No entanto, o quantitativo de ações propostas pelos partidos não é considerado prejudicial, segundo alguns especialistas. “Antes da Constituição de 1988, só quem podia entrar com uma Ação no Controle Concentrado no Supremo era o procurador geral da República, ou seja, era apenas um legitimado. Depois da Constituição, houve uma abertura do tamanho da porta da Suprema Corte brasileira, para que pudessem bater na porta, passar por essa porta de acesso diversos atores, como os próprios partidos políticos, desde que tenham uma característica nacional e representatividade no âmbito do Parlamento federal”, explicou o especialista em Direito Constitucional e professor da Unicap, Marcelo Labanca.

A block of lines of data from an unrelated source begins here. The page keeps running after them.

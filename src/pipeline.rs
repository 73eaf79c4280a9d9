//! End-to-end dataset preparation.
//!
//! Stages, in order:
//! 1. list and filter the input directory,
//! 2. trace one reference mask per tag,
//! 3. plan splices once per strategy on the layout image,
//! 4. partition and label every image,
//! 5. export patch PNGs and per-class corpus files,
//! 6. rebalance classes and build the train/test feature split.
use crate::balance::{balance, Balanced};
use crate::catalog::ImageCatalog;
use crate::config::RuntimeConfig;
use crate::dataset::FeatureSet;
use crate::diagnostics::{
    ClassCounts, PreparationReport, ReferenceSummary, StrategySummary, TimingBreakdown,
};
use crate::error::{PrepError, Result};
use crate::export::{corpus_path, save_corpus, save_patches};
use crate::image::io::{load_image, save_mask_png};
use crate::partition::{Label, LabeledCorpus, Partitioner, Patch};
use crate::reference::ReferenceSet;
use crate::splice::{SplicePlan, SplicePlanner};
use log::{debug, info};
use rand::rngs::StdRng;
use rand::SeedableRng;

/// Everything a preparation run produces.
pub struct PreparedDataset {
    pub corpus: LabeledCorpus,
    pub balanced: Balanced<Patch>,
    pub train: FeatureSet,
    pub test: FeatureSet,
    pub report: PreparationReport,
}

pub struct DatasetPreparer {
    config: RuntimeConfig,
}

impl DatasetPreparer {
    pub fn new(config: RuntimeConfig) -> Self {
        Self { config }
    }

    pub fn config(&self) -> &RuntimeConfig {
        &self.config
    }

    pub fn run(&self) -> Result<PreparedDataset> {
        let config = &self.config;
        config.validate()?;
        let mut timings = TimingBreakdown::default();
        let mut report = PreparationReport {
            subtype: config.subtype.clone(),
            ..Default::default()
        };

        let catalog = timings.measure("catalog", || self.catalog())?;
        report.images_listed = catalog.len();
        if catalog.is_empty() {
            return Err(PrepError::config(format!(
                "no images to prepare in {}",
                config.input_dir.display()
            )));
        }

        let references = timings.measure("references", || {
            ReferenceSet::build(&config.input_dir, &catalog, config.partition.min_pixel)
        });
        info!("prepared {} reference masks", references.len());
        report.references = references
            .tags()
            .filter_map(|tag| {
                references.get(tag).map(|mask| ReferenceSummary {
                    tag: tag.to_string(),
                    anomalous_pixels: mask.count_ones(),
                })
            })
            .collect();
        if let Some(dir) = &config.output.mask_dir {
            for tag in references.tags() {
                let mask = references.require(tag)?;
                save_mask_png(mask, &dir.join(format!("{tag}_mask.png")))?;
            }
        }

        let layout = catalog
            .reference_image()
            .ok_or_else(|| PrepError::config("no full image to plan splices on"))?;
        report.layout_image = Some(layout.name.clone());
        let plans = timings.measure("plan", || self.plan_splices(&layout.name))?;
        report.strategies = config
            .strategies
            .iter()
            .zip(&plans)
            .map(|(strategy, plan)| StrategySummary {
                label: strategy.label(),
                splice_count: plan.len(),
            })
            .collect();

        let partitioner = Partitioner::new(config.partition, &references, &plans);
        let outcome = timings.measure("partition", || partitioner.run(&config.input_dir, &catalog));
        report.images_partitioned = outcome.images.len();
        report.skipped = outcome.skipped.clone();
        let corpus = outcome.into_corpus();
        report.patches = ClassCounts::of(&corpus);

        timings.measure("export", || self.export(&corpus, &mut report))?;

        let mut rng = match config.balance.seed {
            Some(seed) => StdRng::seed_from_u64(seed),
            None => StdRng::from_os_rng(),
        };
        let balanced = balance(
            corpus.normal.clone(),
            corpus.anomalous.clone(),
            config.balance.ratio,
            &mut rng,
        )?;
        report.balanced = ClassCounts {
            normal: balanced.normal.len(),
            anomalous: balanced.anomalous.len(),
        };

        let features = timings.measure("features", || {
            FeatureSet::from_patches(&balanced.normal, &balanced.anomalous)
        });
        let (train, test) = if features.is_empty() {
            (FeatureSet::default(), FeatureSet::default())
        } else {
            features.train_test_split(config.split)?
        };
        report.train_rows = train.len();
        report.test_rows = test.len();
        report.timings = timings;

        Ok(PreparedDataset {
            corpus,
            balanced,
            train,
            test,
            report,
        })
    }

    fn catalog(&self) -> Result<ImageCatalog> {
        let all = ImageCatalog::from_dir(&self.config.input_dir)?;
        match &self.config.subtype {
            Some(subtype) => all.filter_subtype(subtype, self.config.leave_out),
            None => Ok(all),
        }
    }

    /// One plan per strategy, computed on the layout image.
    fn plan_splices(&self, layout: &str) -> Result<Vec<SplicePlan>> {
        let image = load_image(&self.config.input_dir, layout)?;
        self.config
            .strategies
            .iter()
            .map(|strategy| -> Result<SplicePlan> {
                let plan = strategy.plan(&image)?;
                debug!("plan {}: {} splices", strategy.label(), plan.len());
                Ok(plan)
            })
            .collect()
    }

    fn export(&self, corpus: &LabeledCorpus, report: &mut PreparationReport) -> Result<()> {
        let output = &self.config.output;
        if output.save_patches {
            report.patch_images_written = save_patches(
                corpus.normal.iter().chain(&corpus.anomalous),
                &output.anomalous_dir,
                &output.normal_dir,
            )?;
        }
        let prefix = self.config.corpus_prefix();
        for (dir, label) in [
            (&output.normal_dir, Label::Normal),
            (&output.anomalous_dir, Label::Anomalous),
        ] {
            save_corpus(&corpus_path(dir, prefix, label), label, corpus.get(label))?;
        }
        Ok(())
    }
}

“Quando chega no Supremo isso vira uma discussão jurídica, e não um debate sobre se a lei deve ser aprovada, mas se a lei é ou não violadora da Constituição. Nenhuma lei pode violar a Constituição, pois ela é a lei das leis, ela está acima de qualquer outra lei”, afirmou Labanca.
O advogado e especialista em direito constitucional, Antônio Ribeiro Júnior também endossa que o número de controle de constitucionalidade não seja prejudicial, porque elas contribuem para o processo democrático e a consolidação da norma constitucional. “Foi por meio dessas ações que grandes temas do direito, grandes temas da nossa sociedade contemporânea foram solucionados. Inclusive, por exemplo, a questão da competência dos Estados para tratar sobre vacina, atividade sanitária, não foi a ação do partido, foi da OAB, mas apenas para trazer como mote que há momentos em que esse instrumento legal é usado como forma de se fazer política, como forma de se confrontar o governo, digamos assim”, declarou Ribeiro Júnior.